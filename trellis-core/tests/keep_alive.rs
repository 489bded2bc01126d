//! Keep-alive Tests
//!
//! A parent switches between named components inside `<keep-alive>` and the
//! tests follow which instances are created, reused, deactivated and
//! destroyed.

use std::sync::atomic::{AtomicI32, Ordering};
use std::sync::Arc;

use serde_json::json;

use trellis_core::instance::keep_alive::{self, cached_instances};
use trellis_core::instance::{arena, ComponentDef, ComponentOptions, LifecycleHook, Vm};
use trellis_core::reactive::tick;
use trellis_core::vdom::{MemoryDom, NodeId, NodeOps, Patcher, VNodeData};

#[derive(Default)]
struct Counts {
    created: AtomicI32,
    activated: AtomicI32,
    deactivated: AtomicI32,
    destroyed: AtomicI32,
}

impl Counts {
    fn get(&self) -> (i32, i32, i32, i32) {
        (
            self.created.load(Ordering::SeqCst),
            self.activated.load(Ordering::SeqCst),
            self.deactivated.load(Ordering::SeqCst),
            self.destroyed.load(Ordering::SeqCst),
        )
    }
}

/// A component rendering its name and counting its lifecycle.
fn tracked(name: &'static str, counts: &Arc<Counts>) -> ComponentDef {
    let created = counts.clone();
    let activated = counts.clone();
    let deactivated = counts.clone();
    let destroyed = counts.clone();
    ComponentOptions::new()
        .name(name)
        .hook(LifecycleHook::Created, move |_| {
            created.created.fetch_add(1, Ordering::SeqCst);
            Ok(())
        })
        .hook(LifecycleHook::Activated, move |_| {
            activated.activated.fetch_add(1, Ordering::SeqCst);
            Ok(())
        })
        .hook(LifecycleHook::Deactivated, move |_| {
            deactivated.deactivated.fetch_add(1, Ordering::SeqCst);
            Ok(())
        })
        .hook(LifecycleHook::Destroyed, move |_| {
            destroyed.destroyed.fetch_add(1, Ordering::SeqCst);
            Ok(())
        })
        .render(move |_, h| Ok(h.el("span", None, vec![h.text(name)]).into()))
        .build()
}

struct Fixture {
    dom: Arc<MemoryDom>,
    container: NodeId,
    vm: Vm,
    a: Arc<Counts>,
    b: Arc<Counts>,
    c: Arc<Counts>,
}

/// Mount a parent showing `view` inside a keep-alive configured by `config`.
/// The parent's data may carry `include` and `exclude`, passed through as
/// props.
fn mount(data: serde_json::Value, config: VNodeData) -> Fixture {
    let dom = MemoryDom::new();
    let patcher = Patcher::new(dom.clone(), dom.platform_modules());
    let container = dom.create_root("div");
    let target = dom.create_element("div");
    dom.append_child(container, target);

    let (a, b, c) = (Arc::default(), Arc::default(), Arc::default());
    let parent = ComponentOptions::new()
        .data(move |_| Ok(data.clone().into()))
        .component("keep-alive", keep_alive::keep_alive())
        .component("a", tracked("a", &a))
        .component("b", tracked("b", &b))
        .component("c", tracked("c", &c))
        .render(move |vm, h| {
            let mut config = config.clone();
            for key in ["include", "exclude"] {
                let value = vm.get(key);
                if !value.is_null() {
                    config = config.prop(key, value);
                }
            }
            let view = vm.get("view").to_string();
            let cached = h.el("keep-alive", config, vec![h.el(&view, None, vec![])]);
            Ok(h.el("div", None, vec![cached]).into())
        })
        .build();

    let vm = Vm::new(&parent, &patcher);
    vm.mount(Some(target));
    Fixture {
        dom,
        container,
        vm,
        a,
        b,
        c,
    }
}

impl Fixture {
    fn show(&self, view: &str) {
        self.vm.assign("view", view);
        tick();
    }

    fn keep_alive(&self) -> Vm {
        let root = self.vm.vnode().expect("rendered");
        let id = root.children()[0].component_instance().expect("keep-alive instance");
        arena::get(id).expect("keep-alive is alive")
    }

    fn html(&self) -> String {
        self.dom.to_html(self.container)
    }
}

#[test]
fn first_render_caches_and_activates() {
    let f = mount(json!({ "view": "a" }), VNodeData::new());

    assert_eq!(f.html(), "<div><div><span>a</span></div></div>");
    assert_eq!(f.a.get(), (1, 1, 0, 0));
    assert_eq!(keep_alive::cached_len(&f.keep_alive()), 1);
}

#[test]
fn switching_deactivates_instead_of_destroying() {
    let f = mount(json!({ "view": "a" }), VNodeData::new());
    let first = f.vm.children()[0];

    f.show("b");
    assert_eq!(f.html(), "<div><div><span>b</span></div></div>");
    assert_eq!(f.a.get(), (1, 1, 1, 0));
    assert_eq!(f.b.get(), (1, 1, 0, 0));
    assert!(arena::get(first).is_some_and(|a| a.is_inactive()));

    f.show("a");
    assert_eq!(f.html(), "<div><div><span>a</span></div></div>");
    assert_eq!(f.a.get(), (1, 2, 1, 0));
    assert_eq!(f.b.get(), (1, 1, 1, 0));
    assert_eq!(cached_instances(&f.keep_alive()).len(), 2);
    assert!(arena::get(first).is_some_and(|a| !a.is_inactive()));
}

#[test]
fn max_evicts_least_recently_used() {
    let f = mount(json!({ "view": "a" }), VNodeData::new().prop("max", 2));
    let first = f.vm.children()[0];

    f.show("b");
    f.show("c");

    assert_eq!(f.a.get(), (1, 1, 1, 1));
    assert!(!arena::contains(first));
    let cached = cached_instances(&f.keep_alive());
    assert_eq!(cached.len(), 2);

    // Returning to `b` reuses its instance and makes it most recent.
    let b_id = cached[0];
    f.show("b");
    assert_eq!(f.b.get(), (1, 2, 1, 0));
    assert_eq!(f.c.get(), (1, 1, 1, 0));
    assert_eq!(cached_instances(&f.keep_alive()).last(), Some(&b_id));
    assert_eq!(f.html(), "<div><div><span>b</span></div></div>");

    // `a` comes back as a fresh instance and evicts `c`.
    f.show("a");
    assert_eq!(f.a.get(), (2, 2, 1, 1));
    assert_eq!(f.c.get(), (1, 1, 1, 1));
}

#[test]
fn max_accepts_string() {
    let f = mount(json!({ "view": "a" }), VNodeData::new().prop("max", "1"));

    f.show("b");
    assert_eq!(f.a.get().3, 1);
    assert_eq!(cached_instances(&f.keep_alive()).len(), 1);
}

#[test]
fn excluded_components_are_not_cached() {
    let f = mount(json!({ "view": "a", "exclude": "b" }), VNodeData::new());

    f.show("b");
    f.show("a");

    assert_eq!(f.a.get(), (1, 2, 1, 0));
    assert_eq!(f.b.get(), (1, 0, 0, 1));
    assert_eq!(cached_instances(&f.keep_alive()).len(), 1);
}

#[test]
fn include_accepts_arrays() {
    let f = mount(json!({ "view": "a", "include": ["a"] }), VNodeData::new());

    f.show("c");
    assert_eq!(f.a.get(), (1, 1, 1, 0));

    f.show("a");
    assert_eq!(f.c.get(), (1, 0, 0, 1));
    assert_eq!(f.a.get(), (1, 2, 1, 0));
}

#[test]
fn narrowing_include_prunes_cache() {
    let f = mount(json!({ "view": "a", "include": "a,b" }), VNodeData::new());
    f.show("b");
    assert_eq!(cached_instances(&f.keep_alive()).len(), 2);

    f.vm.assign("include", "b");
    tick();

    assert_eq!(f.a.get().3, 1);
    assert_eq!(f.b.get().3, 0);
    assert_eq!(cached_instances(&f.keep_alive()).len(), 1);
}

#[test]
fn destroying_the_parent_destroys_cached_instances() {
    let f = mount(json!({ "view": "a" }), VNodeData::new());
    f.show("b");
    f.show("c");
    let children = f.vm.children();
    assert_eq!(children.len(), 3);

    f.vm.destroy();

    assert_eq!(f.a.get().3, 1);
    assert_eq!(f.b.get().3, 1);
    assert_eq!(f.c.get().3, 1);
    assert!(children.iter().all(|id| !arena::contains(*id)));
    assert_eq!(f.html(), "<div></div>");
}

#[test]
fn cached_nodes_survive_switching() {
    let f = mount(json!({ "view": "a" }), VNodeData::new());
    f.show("b");
    f.show("a");
    let settled = f.dom.node_count();

    for _ in 0..5 {
        f.show("b");
        f.show("a");
    }

    assert_eq!(f.dom.node_count(), settled);
    assert_eq!(f.html(), "<div><div><span>a</span></div></div>");
    assert_eq!(f.a.get(), (1, 7, 6, 0));
    assert_eq!(f.b.get(), (1, 6, 6, 0));
}

#[test]
fn evicted_instances_release_their_nodes() {
    let f = mount(json!({ "view": "a" }), VNodeData::new().prop("max", 1));
    f.show("b");
    let settled = f.dom.node_count();

    for view in ["c", "a", "b", "c", "a", "b"] {
        f.show(view);
    }

    assert_eq!(f.dom.node_count(), settled);
    assert_eq!(f.b.get(), (3, 3, 2, 2));
}

#[test]
fn clearing_include_prunes_all_but_current() {
    let f = mount(json!({ "view": "a", "include": "a,b,c" }), VNodeData::new());
    f.show("b");
    f.show("c");
    assert_eq!(cached_instances(&f.keep_alive()).len(), 3);

    f.vm.assign("include", "");
    tick();

    assert_eq!(f.a.get().3, 1);
    assert_eq!(f.b.get().3, 1);
    assert_eq!(f.c.get().3, 0);
    assert!(cached_instances(&f.keep_alive()).is_empty());
    assert_eq!(f.html(), "<div><div><span>c</span></div></div>");
}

■ **WHAT TO DO**: Sift through the entries and copy every line with "move".

■ **OUTPUT FOR THIS TASK**:
        .hook(LifecycleHook::Created, move |_| {
        .hook(LifecycleHook::Activated, move |_| {
        .hook(LifecycleHook::Deactivated, move |_| {
        .hook(LifecycleHook::Destroyed, move |_| {
        .render(move |_, h| Ok(h.el("span", None, vec![h.text(name)]).into()))
        .data(move |_| Ok(data.clone().into()))
        .render(move |vm, h| {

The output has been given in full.